Don Baskins

Looking Back with a Southwest Shoeing Legend

Don Baskins has a lot of tales and tips from a 60-year shoeing career


LONG CAREER. Don Baskins is still shoeing horses after more than 60 years as a farrier. He started shoeing horses on the Wyoming ranch where he grew up when he was just 11.

Anyone who has spent time in shoeing circles of the Southwest has almost certainly heard of Don Baskins. At any gathering of horseshoers in the area, his name will inevitably come up — not surprising, considering that Baskins has been shoeing for over 60 years and continues to do so at age 75. Baskins is also a man with a big personality, who makes big waves wherever he goes.

Starting Young

Baskins was already doing some shoeing by the time he was 11 years old. “I grew up on a ranch in Wyoming,” he recalls, “and if you rode a horse, you had to shoe him.”

About the same time, Baskins left home for good — on horseback.

“That winter I rode into a Seven Day Adventist Academy in Loveland, Colo., and stayed there and finished high school,” he says.
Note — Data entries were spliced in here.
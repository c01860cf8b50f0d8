// Copyright 2025 the Chartwell Authors
// SPDX-License-Identifier: Apache-2.0 OR MIT

//! Shared accumulator for signals bubbling from children to a parent.

use alloc::rc::Rc;
use core::cell::Cell;

use crate::dispatcher::{ListenerId, SignalDispatcher};
use crate::signal::{Signal, SignalEvent};

/// Collects signals dispatched by children until the parent reads them.
///
/// A parent keeps one inbox and registers a handler from it on every child
/// dispatcher. The children never hold a reference to the parent, so bubbling
/// works without shared mutable ownership of the component tree: the parent
/// drains the inbox when it next reacts (typically at the start of a draw).
///
/// # Example
///
/// ```
/// use chartwell_consistency::{ComponentId, Signal, SignalDispatcher, SignalInbox};
///
/// let inbox = SignalInbox::new();
/// let mut child = SignalDispatcher::new(ComponentId::next(), Signal::all());
/// inbox.attach(&mut child);
///
/// child.dispatch(Signal::NEEDS_REDRAW);
/// child.dispatch(Signal::BOUNDS_CHANGED);
///
/// assert_eq!(inbox.deliveries(), 2);
/// assert_eq!(inbox.take(), Signal::NEEDS_REDRAW | Signal::BOUNDS_CHANGED);
/// assert!(inbox.peek().is_empty());
/// ```
#[derive(Clone, Debug, Default)]
pub struct SignalInbox {
    signals: Rc<Cell<Signal>>,
    deliveries: Rc<Cell<u32>>,
}

impl SignalInbox {
    /// Creates an empty inbox.
    #[must_use]
    pub fn new() -> Self {
        Self::default()
    }

    /// Returns a listener that ORs every received event into this inbox.
    pub fn handler(&self) -> impl FnMut(&SignalEvent) + 'static {
        let signals = Rc::clone(&self.signals);
        let deliveries = Rc::clone(&self.deliveries);
        move |event: &SignalEvent| {
            signals.set(signals.get() | event.signals);
            deliveries.set(deliveries.get().wrapping_add(1));
        }
    }

    /// Registers [`handler`](Self::handler) on `dispatcher`.
    pub fn attach(&self, dispatcher: &mut SignalDispatcher) -> ListenerId {
        dispatcher.listen(self.handler())
    }

    /// Returns the accumulated signals and clears them.
    pub fn take(&self) -> Signal {
        self.signals.replace(Signal::empty())
    }

    /// Returns the accumulated signals without clearing them.
    #[must_use]
    pub fn peek(&self) -> Signal {
        self.signals.get()
    }

    /// Returns how many events were received in total.
    #[must_use]
    pub fn deliveries(&self) -> u32 {
        self.deliveries.get()
    }
}
// Copyright 2025 the Chartwell Authors
// SPDX-License-Identifier: Apache-2.0 OR MIT

//! Tests for the `chartwell_consistency` crate.
//!
//! These exercise dispatch suspension across a small component hierarchy,
//! with a focus on exactly-once delivery and on the consistency mask surviving
//! a discarded batch.

use std::cell::RefCell;
use std::rc::Rc;

use chartwell_consistency::{
    ConsistencyModel, Dispatching, InitialState, Invalidatable, Signal, SignalEvent, SignalInbox,
};

bitflags::bitflags! {
    #[derive(Clone, Copy, Debug, PartialEq, Eq)]
    struct WidgetState: u32 {
        const BOUNDS = 1 << 0;
        const APPEARANCE = 1 << 1;
        const LABELS = 1 << 2;
    }
}

struct Widget;

impl ConsistencyModel for Widget {
    type State = WidgetState;
    const SUPPORTED_STATES: WidgetState = WidgetState::BOUNDS.union(WidgetState::APPEARANCE);
    const SUPPORTED_SIGNALS: Signal = Signal::NEEDS_REDRAW
        .union(Signal::BOUNDS_CHANGED)
        .union(Signal::NEEDS_RECALCULATION);
    const INITIAL: InitialState = InitialState::Consistent;
}

fn events(w: &mut Invalidatable<WidgetState>) -> Rc<RefCell<Vec<SignalEvent>>> {
    let log = Rc::new(RefCell::new(Vec::new()));
    let sink = log.clone();
    w.listen(move |ev| sink.borrow_mut().push(*ev));
    log
}

#[test]
fn suspended_batch_fires_once_with_union() {
    let mut w = Invalidatable::of::<Widget>();
    let log = events(&mut w);

    w.suspend_dispatch();
    w.invalidate(WidgetState::BOUNDS, Signal::BOUNDS_CHANGED);
    w.invalidate(WidgetState::APPEARANCE, Signal::NEEDS_REDRAW);
    assert!(log.borrow().is_empty());
    w.resume_dispatch(true);

    let log = log.borrow();
    assert_eq!(log.len(), 1);
    assert_eq!(log[0].signals, Signal::BOUNDS_CHANGED | Signal::NEEDS_REDRAW);
    assert_eq!(log[0].source, w.id());
}

#[test]
fn discarded_batch_keeps_mask() {
    let mut w = Invalidatable::of::<Widget>();
    let log = events(&mut w);

    w.suspend_dispatch();
    w.invalidate(WidgetState::BOUNDS | WidgetState::LABELS, Signal::BOUNDS_CHANGED);
    w.invalidate(WidgetState::APPEARANCE, Signal::NEEDS_REDRAW);
    w.resume_dispatch(false);

    assert!(log.borrow().is_empty());
    assert_eq!(w.consistency(), WidgetState::BOUNDS | WidgetState::APPEARANCE);
}

#[test]
fn guards_nest() {
    let mut w = Invalidatable::of::<Widget>();
    let log = events(&mut w);

    {
        let mut outer = w.suspended();
        outer.invalidate(WidgetState::BOUNDS, Signal::BOUNDS_CHANGED);
        {
            let mut inner = outer.suspended();
            inner.invalidate(WidgetState::APPEARANCE, Signal::NEEDS_REDRAW);
        }
        // Inner scope closing does not deliver.
        assert!(log.borrow().is_empty());
    }

    assert_eq!(log.borrow().len(), 1);
}

#[test]
fn bubbling_through_two_levels() {
    // leaf -> plot inbox; plot re-dispatches to the chart inbox on its own terms.
    let plot_inbox = SignalInbox::new();
    let chart_inbox = SignalInbox::new();

    let mut leaf = Invalidatable::of::<Widget>();
    leaf.listen(plot_inbox.handler());

    let mut plot = Invalidatable::of::<Widget>();
    plot.listen(chart_inbox.handler());

    leaf.batch(|leaf| {
        leaf.invalidate(WidgetState::BOUNDS, Signal::BOUNDS_CHANGED);
        leaf.invalidate(WidgetState::APPEARANCE, Signal::NEEDS_REDRAW);
    });
    assert_eq!(plot_inbox.deliveries(), 1);

    let from_children = plot_inbox.take();
    if from_children.contains(Signal::BOUNDS_CHANGED) {
        plot.invalidate(WidgetState::BOUNDS, Signal::NEEDS_REDRAW | Signal::NEEDS_RECALCULATION);
    }

    assert_eq!(
        chart_inbox.take(),
        Signal::NEEDS_REDRAW | Signal::NEEDS_RECALCULATION
    );
    assert!(plot.has_state(WidgetState::BOUNDS));
}

#[test]
fn unsupported_signals_never_reach_listeners() {
    let mut w = Invalidatable::of::<Widget>();
    let log = events(&mut w);
    w.invalidate(WidgetState::BOUNDS, Signal::DATA_CHANGED);
    assert!(log.borrow().is_empty());
    assert!(w.has_state(WidgetState::BOUNDS));
}
// Copyright 2025 the Chartwell Authors
// SPDX-License-Identifier: Apache-2.0 OR MIT

use criterion::{BatchSize, BenchmarkId, Criterion, black_box, criterion_group, criterion_main};
use chartwell_data::{
    AggregationType, DateTimeInterval, FieldKey, IntervalUnit, RemoveFromStart, RowValues, Table,
    TableMainStorage, TableStorage,
};

#[derive(Clone)]
struct Lcg(u64);

impl Lcg {
    fn new(seed: u64) -> Self {
        Self(seed)
    }

    fn next_u32(&mut self) -> u32 {
        // Numerical Recipes LCG parameters.
        self.0 = self.0.wrapping_mul(6364136223846793005).wrapping_add(1);
        (self.0 >> 32) as u32
    }

    fn next_f64(&mut self) -> f64 {
        f64::from(self.next_u32()) / f64::from(u32::MAX)
    }
}

/// `n` one-second candles with a random walk close.
fn candles(n: u32, first_key: f64, rng: &mut Lcg) -> Vec<RowValues> {
    let mut close = 100.0;
    (0..n)
        .map(|i| {
            close += rng.next_f64() - 0.5;
            RowValues::array([first_key + f64::from(i) * 1000.0, close, close + 1.0, close - 1.0])
        })
        .collect()
}

fn filled_table(n: u32, seed: u64) -> Table {
    let mut rng = Lcg::new(seed);
    let mut table = Table::default();
    table.register_field(FieldKey::Index(1), AggregationType::Last, None);
    table.register_field(FieldKey::Index(2), AggregationType::Max, None);
    table.register_field(FieldKey::Index(3), AggregationType::Min, None);
    table.add_data(candles(n, 0.0, &mut rng), RemoveFromStart::Keep);
    table
}

fn bench_commit(c: &mut Criterion) {
    let mut group = c.benchmark_group("chartwell_table_commit");
    group.sample_size(50);

    for &n in &[1_000_u32, 100_000] {
        group.bench_with_input(BenchmarkId::new("append_right", n), &n, |b, &n| {
            let mut rng = Lcg::new(0xC0FF_EE00_0000_0001);
            b.iter_batched(
                || {
                    let mut storage = TableMainStorage::default();
                    storage.add_data(candles(n, 0.0, &mut rng), RemoveFromStart::Keep);
                    let tail = candles(100, f64::from(n) * 1000.0, &mut rng);
                    (storage, tail)
                },
                |(mut storage, tail)| {
                    storage.add_data(tail, RemoveFromStart::Keep);
                    black_box(storage);
                },
                BatchSize::LargeInput,
            );
        });

        group.bench_with_input(BenchmarkId::new("insert_middle", n), &n, |b, &n| {
            let mut rng = Lcg::new(0xC0FF_EE00_0000_0002);
            b.iter_batched(
                || {
                    let mut storage = TableMainStorage::default();
                    storage.add_data(candles(n, 0.0, &mut rng), RemoveFromStart::Keep);
                    let middle = candles(100, f64::from(n) * 500.0 + 1.0, &mut rng);
                    (storage, middle)
                },
                |(mut storage, middle)| {
                    storage.add_data(middle, RemoveFromStart::Keep);
                    black_box(storage);
                },
                BatchSize::LargeInput,
            );
        });

        group.bench_with_input(BenchmarkId::new("sliding_window", n), &n, |b, &n| {
            let mut rng = Lcg::new(0xC0FF_EE00_0000_0003);
            b.iter_batched(
                || {
                    let mut storage = TableMainStorage::default();
                    storage.add_data(candles(n, 0.0, &mut rng), RemoveFromStart::Keep);
                    let tail = candles(10, f64::from(n) * 1000.0, &mut rng);
                    (storage, tail)
                },
                |(mut storage, tail)| {
                    storage.add_data(tail, RemoveFromStart::Added);
                    black_box(storage);
                },
                BatchSize::LargeInput,
            );
        });
    }

    group.finish();
}

fn bench_select(c: &mut Criterion) {
    let mut group = c.benchmark_group("chartwell_table_select");

    for &n in &[10_000_u32, 1_000_000] {
        let mut table = filled_table(n, 0xC0FF_EE00_0000_0010);
        let span = f64::from(n) * 1000.0;

        group.bench_with_input(BenchmarkId::new("uncached_window", n), &n, |b, _| {
            let storage = table.storage(None);
            let mut i = 0_u32;
            b.iter(|| {
                // Distinct windows so the selection cache never hits.
                i = i.wrapping_add(1);
                let start = f64::from(i % 97) / 97.0 * span * 0.9;
                let selection = storage.select(start, start + span * 0.05);
                black_box(selection.max(&FieldKey::Index(2)));
            });
        });

        group.bench_with_input(BenchmarkId::new("cached_window", n), &n, |b, _| {
            let storage = table.storage(None);
            b.iter(|| {
                let selection = storage.select(span * 0.25, span * 0.75);
                black_box(selection.min(&FieldKey::Index(3)));
            });
        });
    }

    group.finish();
}

fn bench_aggregate(c: &mut Criterion) {
    let mut group = c.benchmark_group("chartwell_table_aggregate");
    group.sample_size(30);
    let minutes = DateTimeInterval::new(IntervalUnit::Minute, 1);

    for &n in &[10_000_u32, 200_000] {
        group.bench_with_input(BenchmarkId::new("full_build", n), &n, |b, &n| {
            b.iter_batched(
                || filled_table(n, 0xC0FF_EE00_0000_0020),
                |mut table| {
                    black_box(table.storage(Some(&minutes)).rows_count());
                },
                BatchSize::LargeInput,
            );
        });

        group.bench_with_input(BenchmarkId::new("repair_after_append", n), &n, |b, &n| {
            let mut rng = Lcg::new(0xC0FF_EE00_0000_0021);
            b.iter_batched(
                || {
                    let mut table = filled_table(n, 0xC0FF_EE00_0000_0022);
                    table.storage(Some(&minutes));
                    table.add_data(
                        candles(30, f64::from(n) * 1000.0, &mut rng),
                        RemoveFromStart::Added,
                    );
                    table
                },
                |mut table| {
                    black_box(table.storage(Some(&minutes)).rows_count());
                },
                BatchSize::LargeInput,
            );
        });
    }

    group.finish();
}

criterion_group!(benches, bench_commit, bench_select, bench_aggregate);
criterion_main!(benches);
Baskins wound up shoeing horses for the United States Marines during his enlistment, and later shod horses in California for several years before moving to Tucumcari, N.M., where he has lived ever since. But while New Mexico may be his home, he’s taken his shoeing abilities on the road. At one point, he had customers in six different states and today his shoeing rig has 557,000 miles on it.